Hayat burada öyle zorlu geçiyordu ki var olan "Korona Virüs" belası insanların ölümle yaşam arasındaki çizgisini netleştiriyordu. Bu durumda aile özlemimiz ve özgürlük hasretimiz artmıştı. Buradaki yaşam koşulları virüse kaşı koyacak ya da yok edecek şartlarda değildi. Yeterli beslenememe üst üste insan kalabalığı şartlarımızı daha da zorlaştırıyordu.

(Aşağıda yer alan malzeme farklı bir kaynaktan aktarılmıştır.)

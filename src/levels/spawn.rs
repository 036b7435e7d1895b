//! Levels domain: level and player spawning.

use avian2d::prelude::*;
use bevy::prelude::*;
use std::path::Path;

use crate::core::LevelEntity;
use crate::levels::{BlockDef, BlockKind, LevelDef};
use crate::movement::{ColliderTag, GameLayer, Ground, MovementTuning, Player, PlayerController};
use crate::sprites::Animator;

pub const LEVEL_PATH: &str = "assets/levels/level_1.ron";

pub(crate) fn load_level(mut commands: Commands) {
    let level = match LevelDef::load(Path::new(LEVEL_PATH)) {
        Ok(level) => {
            info!(
                "Loaded level '{}' with {} blocks",
                level.name,
                level.blocks.len()
            );
            level
        }
        Err(e) => {
            warn!("{}; using fallback level", e);
            LevelDef::default()
        }
    };
    commands.insert_resource(level);
}

pub(crate) fn spawn_level(mut commands: Commands, level: Res<LevelDef>) {
    let ground_layers = CollisionLayers::new(GameLayer::Ground, [GameLayer::Player]);
    let wall_layers = CollisionLayers::new(GameLayer::Wall, [GameLayer::Player]);
    let trap_layers = CollisionLayers::new(GameLayer::Trap, [GameLayer::Player]);

    for block in &level.blocks {
        match block.kind {
            BlockKind::Ground => {
                commands.spawn((
                    LevelEntity,
                    Ground,
                    ColliderTag::Ground,
                    block_sprite(block, Color::srgb(0.4, 0.5, 0.4)),
                    Transform::from_translation(block.center().extend(0.0)),
                    RigidBody::Static,
                    Collider::rectangle(block.size.0, block.size.1),
                    ground_layers,
                ));
            }
            BlockKind::Wall => {
                commands.spawn((
                    LevelEntity,
                    block_sprite(block, Color::srgb(0.3, 0.35, 0.3)),
                    Transform::from_translation(block.center().extend(0.0)),
                    RigidBody::Static,
                    Collider::rectangle(block.size.0, block.size.1),
                    wall_layers,
                ));
            }
            BlockKind::Trap => {
                commands.spawn((
                    LevelEntity,
                    ColliderTag::Trap,
                    block_sprite(block, Color::srgb(0.8, 0.2, 0.2)),
                    Transform::from_translation(block.center().extend(0.0)),
                    RigidBody::Static,
                    Collider::rectangle(block.size.0, block.size.1),
                    Sensor,
                    CollisionEventsEnabled,
                    trap_layers,
                ));
            }
        }
    }

    info!("Spawned level '{}'", level.name);
}

fn block_sprite(block: &BlockDef, color: Color) -> Sprite {
    Sprite {
        color,
        custom_size: Some(block.extents()),
        ..default()
    }
}

pub(crate) fn spawn_player(
    mut commands: Commands,
    level: Res<LevelDef>,
    tuning: Res<MovementTuning>,
) {
    let spawn = level.player_spawn_point();
    let size = level.player_extents();

    commands.spawn((
        // Identity & control
        (
            LevelEntity,
            Player,
            PlayerController::new(tuning.clone()),
            Animator::default(),
        ),
        // Rendering
        Sprite {
            color: Color::srgb(0.9, 0.9, 0.9),
            custom_size: Some(size),
            ..default()
        },
        Transform::from_translation(spawn.extend(1.0)),
        // Physics
        (
            RigidBody::Dynamic,
            Collider::rectangle(size.x, size.y),
            LockedAxes::ROTATION_LOCKED,
            LinearVelocity::default(),
            Friction::new(0.0),
            CollisionEventsEnabled,
            CollisionLayers::new(
                GameLayer::Player,
                [GameLayer::Ground, GameLayer::Wall, GameLayer::Trap],
            ),
        ),
    ));

    info!("Spawned player at ({}, {})", spawn.x, spawn.y);
}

Tüm tesellileri kendilerinden başkasını düşünmeyen güya halkın seçtiği meclisten gelecek bir yasa ile ailelerine kavuşmaktı. Her hafta bir sonraki haftanın beklentisi içerisinde bunalım ve kriz aşamasında yaşamlarına devam ediyorlardı. İnsanların bencilliği çıkarcılığı daha çok ön plana çıktığı gibi suç meyilli insanların kontrolsüzlüğü de artıyordu. Kin ve nefretin daha çok arttığı bir noktaya gelmiştik: Herkes birbirinden şüphelendiği gibi herkes birbirini takip etmeye başlamıştı. Sanki kulaklar daha çok açılmış gözler daha da büyümüştü.
Çember daralırken ülkemizdeki insan değerinin ne kadar az olduğu mahkumlara verilen değerin de ne kadar olduğunu öğrenmiş oluyorduk. Adeta orada unutulmuş ya da terk edilmiştik...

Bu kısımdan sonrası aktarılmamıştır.